Records supplied:
━━━━━━━━━━━━━━━━━━━━

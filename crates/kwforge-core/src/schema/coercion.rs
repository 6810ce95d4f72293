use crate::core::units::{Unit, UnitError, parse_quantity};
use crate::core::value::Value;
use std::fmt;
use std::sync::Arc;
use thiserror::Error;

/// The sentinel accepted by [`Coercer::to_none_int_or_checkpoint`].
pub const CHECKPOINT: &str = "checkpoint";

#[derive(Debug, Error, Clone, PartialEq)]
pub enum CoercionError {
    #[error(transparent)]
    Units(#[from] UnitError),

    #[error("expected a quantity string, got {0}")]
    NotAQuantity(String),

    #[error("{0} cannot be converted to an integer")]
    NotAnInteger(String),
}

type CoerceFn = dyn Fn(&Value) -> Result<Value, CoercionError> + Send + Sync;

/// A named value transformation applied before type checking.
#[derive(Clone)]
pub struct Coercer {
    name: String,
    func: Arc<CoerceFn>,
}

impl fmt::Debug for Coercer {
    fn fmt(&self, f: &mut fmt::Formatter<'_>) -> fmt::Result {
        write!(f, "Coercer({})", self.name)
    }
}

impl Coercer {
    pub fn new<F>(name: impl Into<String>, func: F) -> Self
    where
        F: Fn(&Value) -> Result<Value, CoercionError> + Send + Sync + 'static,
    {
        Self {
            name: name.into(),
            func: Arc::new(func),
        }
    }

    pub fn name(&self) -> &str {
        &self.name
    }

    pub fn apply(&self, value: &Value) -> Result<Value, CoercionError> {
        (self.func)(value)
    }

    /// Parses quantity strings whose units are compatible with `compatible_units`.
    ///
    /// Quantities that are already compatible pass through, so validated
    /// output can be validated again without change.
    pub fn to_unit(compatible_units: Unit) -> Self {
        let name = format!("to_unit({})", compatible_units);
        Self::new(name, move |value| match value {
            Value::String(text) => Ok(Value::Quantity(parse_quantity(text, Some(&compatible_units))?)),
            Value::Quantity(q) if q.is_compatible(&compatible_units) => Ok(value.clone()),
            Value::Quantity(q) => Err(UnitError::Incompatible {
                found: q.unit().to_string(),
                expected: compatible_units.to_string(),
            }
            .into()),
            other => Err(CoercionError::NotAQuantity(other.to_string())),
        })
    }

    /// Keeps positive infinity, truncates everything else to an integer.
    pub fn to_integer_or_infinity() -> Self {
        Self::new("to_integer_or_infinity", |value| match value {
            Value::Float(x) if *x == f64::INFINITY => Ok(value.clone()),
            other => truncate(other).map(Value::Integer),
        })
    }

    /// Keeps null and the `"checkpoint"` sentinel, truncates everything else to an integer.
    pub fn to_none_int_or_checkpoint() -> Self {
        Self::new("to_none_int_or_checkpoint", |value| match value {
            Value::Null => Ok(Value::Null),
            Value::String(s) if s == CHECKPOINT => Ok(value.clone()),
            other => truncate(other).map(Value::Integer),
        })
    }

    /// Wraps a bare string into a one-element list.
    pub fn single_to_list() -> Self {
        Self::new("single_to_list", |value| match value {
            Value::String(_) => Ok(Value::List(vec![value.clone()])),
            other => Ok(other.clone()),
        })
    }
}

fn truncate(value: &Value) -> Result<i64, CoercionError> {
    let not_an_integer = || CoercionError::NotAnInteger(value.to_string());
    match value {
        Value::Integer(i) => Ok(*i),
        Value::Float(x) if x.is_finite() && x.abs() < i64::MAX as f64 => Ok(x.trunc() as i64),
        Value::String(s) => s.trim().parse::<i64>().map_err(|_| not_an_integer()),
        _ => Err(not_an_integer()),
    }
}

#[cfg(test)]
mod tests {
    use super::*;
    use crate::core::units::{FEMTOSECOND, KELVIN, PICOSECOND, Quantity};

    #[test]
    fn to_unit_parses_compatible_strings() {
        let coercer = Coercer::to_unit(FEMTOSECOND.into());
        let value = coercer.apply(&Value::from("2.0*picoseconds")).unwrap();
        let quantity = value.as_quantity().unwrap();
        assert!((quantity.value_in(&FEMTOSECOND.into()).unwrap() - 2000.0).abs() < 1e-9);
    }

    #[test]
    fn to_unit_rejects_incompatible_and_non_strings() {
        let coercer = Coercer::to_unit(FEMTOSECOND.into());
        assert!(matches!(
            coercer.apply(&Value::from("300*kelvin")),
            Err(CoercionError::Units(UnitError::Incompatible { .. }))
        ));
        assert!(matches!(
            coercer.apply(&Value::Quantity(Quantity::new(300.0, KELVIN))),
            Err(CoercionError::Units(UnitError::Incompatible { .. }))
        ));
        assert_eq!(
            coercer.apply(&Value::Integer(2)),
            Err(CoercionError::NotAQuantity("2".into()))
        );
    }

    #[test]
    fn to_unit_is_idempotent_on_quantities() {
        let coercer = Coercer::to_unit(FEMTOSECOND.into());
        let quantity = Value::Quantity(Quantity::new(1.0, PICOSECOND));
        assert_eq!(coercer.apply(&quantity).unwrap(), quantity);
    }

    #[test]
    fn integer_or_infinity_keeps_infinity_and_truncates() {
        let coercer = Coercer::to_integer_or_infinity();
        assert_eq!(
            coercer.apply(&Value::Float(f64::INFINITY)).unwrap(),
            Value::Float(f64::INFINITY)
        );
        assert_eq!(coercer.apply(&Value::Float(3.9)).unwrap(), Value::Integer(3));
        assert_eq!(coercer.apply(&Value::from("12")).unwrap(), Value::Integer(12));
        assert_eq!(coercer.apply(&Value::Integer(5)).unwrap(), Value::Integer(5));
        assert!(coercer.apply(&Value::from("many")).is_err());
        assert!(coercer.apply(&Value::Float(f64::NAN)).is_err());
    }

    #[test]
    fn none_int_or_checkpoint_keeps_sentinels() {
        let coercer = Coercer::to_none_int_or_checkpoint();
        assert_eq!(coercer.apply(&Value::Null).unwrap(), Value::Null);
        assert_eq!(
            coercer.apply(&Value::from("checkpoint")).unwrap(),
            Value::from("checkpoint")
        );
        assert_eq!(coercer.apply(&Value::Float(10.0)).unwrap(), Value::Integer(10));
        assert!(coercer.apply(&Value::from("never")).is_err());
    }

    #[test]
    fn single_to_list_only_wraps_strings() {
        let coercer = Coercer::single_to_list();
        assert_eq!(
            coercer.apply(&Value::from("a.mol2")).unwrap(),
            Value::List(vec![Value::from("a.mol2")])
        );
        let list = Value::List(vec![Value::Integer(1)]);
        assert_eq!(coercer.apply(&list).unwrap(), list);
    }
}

━━━━━━━━━━━━━━━━━━━━

Assignment:
Show each line of the records above containing "UnitError".

Finished exercise:
use crate::core::units::{Unit, UnitError, parse_quantity};
    Units(#[from] UnitError),
            Value::Quantity(q) => Err(UnitError::Incompatible {
            Err(CoercionError::Units(UnitError::Incompatible { .. }))
            Err(CoercionError::Units(UnitError::Incompatible { .. }))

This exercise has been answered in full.